Et il n’est évidemment pas le seul parent à décrire ce genre de problème."Tout le monde essaye d’appeler au même moment. Le premier jour des inscriptions, j’ai téléphoné 250 fois. Sur le coup, je râlais. Nous étions dix de la famille à composer le numéro pour augmenter les chances d’inscrire mon petit garçon en maternelle. Et finalement, c’est ma belle-mère qui a réussi à joindre le centre", assure Paul, un autre père qui nous aussi contactés via notre page Alertez-nous.
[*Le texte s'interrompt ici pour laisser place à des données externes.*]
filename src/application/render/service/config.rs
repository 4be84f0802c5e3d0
use std::collections::HashSet;

use ammonia::Builder as AmmoniaBuilder;
use comrak::options::{ListStyleType, Options};

pub(crate) fn default_options() -> Options<'static> {
    let mut options = Options::default();
    configure_extensions(&mut options);
    options
}

/// Sanitizer applied to every Markdown fragment. Chat replies are untrusted, so
/// only presentational tags survive.
pub(crate) fn build_sanitizer() -> AmmoniaBuilder<'static> {
    let mut builder = AmmoniaBuilder::default();

    let tags: HashSet<&'static str> = HashSet::from([
        "a",
        "abbr",
        "blockquote",
        "br",
        "code",
        "del",
        "div",
        "em",
        "h1",
        "h2",
        "h3",
        "h4",
        "h5",
        "h6",
        "hr",
        "i",
        "img",
        "input",
        "kbd",
        "li",
        "ol",
        "p",
        "pre",
        "s",
        "section",
        "span",
        "strong",
        "sub",
        "sup",
        "table",
        "tbody",
        "td",
        "th",
        "thead",
        "tr",
        "u",
        "ul",
    ]);
    builder.tags(tags);

    let generic: HashSet<&'static str> = HashSet::from([
        "class",
        "id",
        "title",
        "lang",
        "aria-label",
        "role",
        "data-footnote-ref",
        "data-footnotes",
        "data-footnote-backref",
        "data-footnote-backref-idx",
    ]);
    builder.generic_attributes(generic);

    builder.add_tag_attributes("img", &["alt", "width", "height"]);
    builder.add_tag_attributes("pre", &["lang"]);
    builder.add_tag_attributes("th", &["align"]);
    builder.add_tag_attributes("td", &["align"]);
    builder.add_tag_attributes("input", &["type", "checked", "disabled"]);

    builder.add_url_schemes(["http", "https", "mailto"].iter().copied());

    builder
}

fn configure_extensions(options: &mut Options<'static>) {
    let ext = &mut options.extension;
    ext.strikethrough = true;
    ext.tagfilter = false;
    ext.table = true;
    ext.autolink = true;
    ext.tasklist = true;
    ext.footnotes = true;

    let render = &mut options.render;
    render.github_pre_lang = true;
    render.tasklist_classes = true;
    render.list_style = ListStyleType::Dash;
    render.r#unsafe = true;
    render.sourcepos = false;
}

#[cfg(test)]
mod tests {
    use comrak::markdown_to_html;

    use super::{build_sanitizer, default_options};

    #[test]
    fn sanitizer_strips_scripts_and_handlers() {
        let sanitizer = build_sanitizer();
        let html = sanitizer
            .clean("<p onclick=\"steal()\">Hi<script>alert(1)</script></p>")
            .to_string();

        assert_eq!(html, "<p>Hi</p>");
    }

    #[test]
    fn sanitizer_preserves_tables_and_code() {
        let sanitizer = build_sanitizer();
        let html = sanitizer
            .clean("<table><thead><tr><th>a</th></tr></thead></table><pre lang=\"js\"><code>x</code></pre>")
            .to_string();

        assert!(html.contains("<th>a</th>"));
        assert!(html.contains("<pre lang=\"js\"><code>x</code></pre>"));
    }

    #[test]
    fn sanitizer_drops_javascript_links() {
        let sanitizer = build_sanitizer();
        let html = sanitizer
            .clean("<a href=\"javascript:alert(1)\">x</a>")
            .to_string();

        assert!(!html.contains("javascript:"));
    }

    #[test]
    fn footnote_links_keep_their_targets() {
        let html = markdown_to_html("Claim[^src].\n\n[^src]: The source.", &default_options());
        let html = build_sanitizer().clean(&html).to_string();

        assert!(html.contains("data-footnote-ref"));
        assert!(html.contains("data-footnotes"));

        let anchors: Vec<&str> = html
            .split("href=\"#")
            .skip(1)
            .filter_map(|rest| rest.split('"').next())
            .collect();
        assert_eq!(anchors.len(), 2, "{html}");
        for target in anchors {
            assert!(
                html.contains(&format!("id=\"{target}\"")),
                "missing anchor {target} in {html}"
            );
        }
    }
}
use serde_json::Value;

/// Pretty-print a parsed JSON value with two-space indentation and escape it
/// for insertion as element text.
pub(crate) fn pretty_escaped(value: &Value) -> String {
    // Serialising a `Value` cannot fail: keys are always strings.
    let pretty = serde_json::to_string_pretty(value).unwrap_or_else(|_| value.to_string());
    escape_text(&pretty)
}

/// Whole-document JSON block.
pub(crate) fn document_block(value: &Value) -> String {
    format!("<pre>{}</pre>", pretty_escaped(value))
}

/// JSON block embedded between Markdown segments.
pub(crate) fn segment_block(value: &Value) -> String {
    format!("<pre><code>{}</code></pre>", pretty_escaped(value))
}

fn escape_text(value: &str) -> String {
    let mut escaped = String::with_capacity(value.len());
    for ch in value.chars() {
        match ch {
            '&' => escaped.push_str("&amp;"),
            '<' => escaped.push_str("&lt;"),
            '>' => escaped.push_str("&gt;"),
            '"' => escaped.push_str("&quot;"),
            '\'' => escaped.push_str("&#39;"),
            _ => escaped.push(ch),
        }
    }
    escaped
}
"Les premiers jours sont chauds"

Selon l’inspection de l’enseignement fondamental de la Ville de Bruxelles, une dizaine de personnes sont présentes chaque jour au call center pour recevoir les appels des parents. Le 5 janvier, ces réceptionnistes ont répondu à 618 appels. Un chiffre record. "Ce système a été mis en place il y a six ans pour lutter contre le problème des files devant les écoles", indique Patrick van der Hoeven, inspecteur. "Mais c’est vrai que les premiers jours sont chauds. Nous recevons beaucoup de demandes. Le 5 janvier, nous avons inscrit plus de 700 enfants", ajoute-il.
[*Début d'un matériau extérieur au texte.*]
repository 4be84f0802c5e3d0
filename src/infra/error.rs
use thiserror::Error;

#[derive(Debug, Error)]
pub enum InfraError {
    #[error("io error: {0}")]
    Io(#[from] std::io::Error),
    #[error("telemetry initialization failed: {0}")]
    Telemetry(String),
    #[error("configuration error: {message}")]
    Configuration { message: String },
}

impl InfraError {
    pub fn configuration(message: impl Into<String>) -> Self {
        Self::Configuration {
            message: message.into(),
        }
    }

    pub fn telemetry(message: impl Into<String>) -> Self {
        Self::Telemetry(message.into())
    }
}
"Chaque appel peut vous coûter de l’argent"

Pour permettre à leur enfant d’être scolarisé dans une école communale de la Ville, les parents n’ont donc pas le choix. Ils doivent faire preuve de patience et de persévérance. Mais les deux pères de famille dénoncent également le coût d’une telle opération. "Si vous n’avez pas un forfait illimité, chaque appel peut vous coûter de l’argent", souligne Michel. "Seuls les parents fortunés ont le moyen de téléphoner sans cesse à un numéro surtaxé. C’est quand même un peu fort. La Ville se fait de l’argent sur le dos des gens", déplore Paul. Malgré ce que pensent certains parents, il ne s’agit toutefois pas d’un numéro surtaxé. Le prix d’un appel est le même que celui d’une communication nationale. "Il y a des fantasmes à ce sujet", regrette Patrick van der Hoeven.

Pour les autorités communales, ce système présente plutôt des avantages. Elles soulignent notamment le fait que les parents reçoivent une réponse immédiate à leur demande. Ils savent tout de suite s’ils obtiennent une place dans une école ou s’ils sont placés sur une liste d’attente. "Je trouve que c’est assez efficace", estime l’inspecteur.
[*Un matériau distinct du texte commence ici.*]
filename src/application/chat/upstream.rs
//! Pass-through relay of an upstream language-model stream.

use std::{convert::Infallible, sync::Arc};

use async_stream::stream;
use async_trait::async_trait;
use bytes::Bytes;
use futures::{Stream, StreamExt, stream::BoxStream};
use metrics::counter;
use serde::{Deserialize, Serialize};
use thiserror::Error;
use tracing::{debug, info, warn};

use super::reply::ReplyKind;

/// Marker appended after the last upstream chunk on normal completion.
pub const COMPLETION_SENTINEL: &str = "[DONE]";

/// Prefix for error text relayed to the client.
pub const ERROR_PREFIX: &str = "Error: ";

/// Payload forwarded to the upstream service.
#[derive(Debug, Clone, PartialEq, Serialize, Deserialize)]
pub struct UpstreamRequest {
    pub message: String,
    pub model: String,
    pub temperature: f64,
}

#[derive(Debug, Error)]
pub enum UpstreamError {
    #[error("upstream request failed: {0}")]
    Request(String),
    #[error("upstream responded with status {status}: {body}")]
    Status { status: u16, body: String },
    #[error("upstream stream interrupted: {0}")]
    Stream(String),
}

pub type UpstreamStream = BoxStream<'static, Result<Bytes, UpstreamError>>;

/// Client for the upstream streaming endpoint.
#[async_trait]
pub trait UpstreamClient: Send + Sync {
    async fn open(&self, request: &UpstreamRequest) -> Result<UpstreamStream, UpstreamError>;
}

#[derive(Debug, Clone, Copy, PartialEq, Eq)]
enum RelayOutcome {
    Completed,
    Failed,
    Cancelled,
}

impl RelayOutcome {
    fn as_str(self) -> &'static str {
        match self {
            RelayOutcome::Completed => "completed",
            RelayOutcome::Failed => "failed",
            RelayOutcome::Cancelled => "cancelled",
        }
    }
}

/// Records how a relay ended. A relay dropped before it finished was torn
/// down by the client.
struct RelayGuard {
    outcome: RelayOutcome,
    chunks: usize,
}

impl RelayGuard {
    fn new() -> Self {
        Self {
            outcome: RelayOutcome::Cancelled,
            chunks: 0,
        }
    }

    fn finish(&mut self, outcome: RelayOutcome) {
        self.outcome = outcome;
    }
}

impl Drop for RelayGuard {
    fn drop(&mut self) {
        counter!("deepchat_upstream_stream_total", "outcome" => self.outcome.as_str())
            .increment(1);
        match self.outcome {
            RelayOutcome::Cancelled => info!(
                target = "deepchat::chat::upstream",
                chunks = self.chunks,
                "client disconnected; upstream stream released"
            ),
            outcome => debug!(
                target = "deepchat::chat::upstream",
                chunks = self.chunks,
                outcome = outcome.as_str(),
                "upstream relay finished"
            ),
        }
    }
}

fn error_chunk(error: &UpstreamError) -> Bytes {
    Bytes::from(format!("{ERROR_PREFIX}{error}"))
}

/// Relay the upstream stream for `request` chunk by chunk.
///
/// Normal completion appends [`COMPLETION_SENTINEL`]. Failures, whether while
/// connecting or mid-stream, emit one [`ERROR_PREFIX`]ed chunk and end the
/// stream. The upstream stream lives inside the returned stream, so dropping
/// it releases the upstream connection.
pub fn relay(
    client: Arc<dyn UpstreamClient>,
    request: UpstreamRequest,
) -> impl Stream<Item = Result<Bytes, Infallible>> + Send + 'static {
    stream! {
        ReplyKind::Proxied.record();
        let mut guard = RelayGuard::new();

        let mut upstream = match client.open(&request).await {
            Ok(upstream) => upstream,
            Err(err) => {
                warn!(
                    target = "deepchat::chat::upstream",
                    error = %err,
                    model = %request.model,
                    "failed to open upstream stream"
                );
                guard.finish(RelayOutcome::Failed);
                yield Ok(error_chunk(&err));
                return;
            }
        };

        while let Some(chunk) = upstream.next().await {
            match chunk {
                Ok(bytes) => {
                    guard.chunks += 1;
                    yield Ok(bytes);
                }
                Err(err) => {
                    warn!(
                        target = "deepchat::chat::upstream",
                        error = %err,
                        chunks = guard.chunks,
                        "upstream stream failed"
                    );
                    guard.finish(RelayOutcome::Failed);
                    yield Ok(error_chunk(&err));
                    return;
                }
            }
        }

        guard.finish(RelayOutcome::Completed);
        yield Ok(Bytes::from_static(COMPLETION_SENTINEL.as_bytes()));
    }
}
Un système avantageux, selon les autorités

Depuis cette année, ce système de call center en vigueur à la Ville de Bruxelles a d’ailleurs été mis en place dans cinq autres communes bruxelloises (Anderlecht, Saint-Gilles, Evere, Forest et Saint-Josse). Cette harmonisation de la procédure d’inscriptions permettrait plus de clarté et de transparence aussi bien pour les parents que pour les écoles, confrontées au problème récurrent des inscriptions multiples. De nombreux parents, inquiets et désemparés face à la pénurie de places, préfèrent en effet inscrire leur enfant dans plusieurs établissements scolaires. En partageant leurs données, ces six communes participantes pourront donc détecter les doublons et demander aux parents d’exprimer un choix. Ce qui doit permettre de libérer des places et d’obtenir un chiffre plus précis du nombre d’élèves réellement sur une liste d’attente.

Pour ce qui est des autres communes de la capitale, chacune a mis en place son propre règlement en la matière. Les procédures peuvent donc y être différentes. Certaines privilégient par exemple les habitants de la commune.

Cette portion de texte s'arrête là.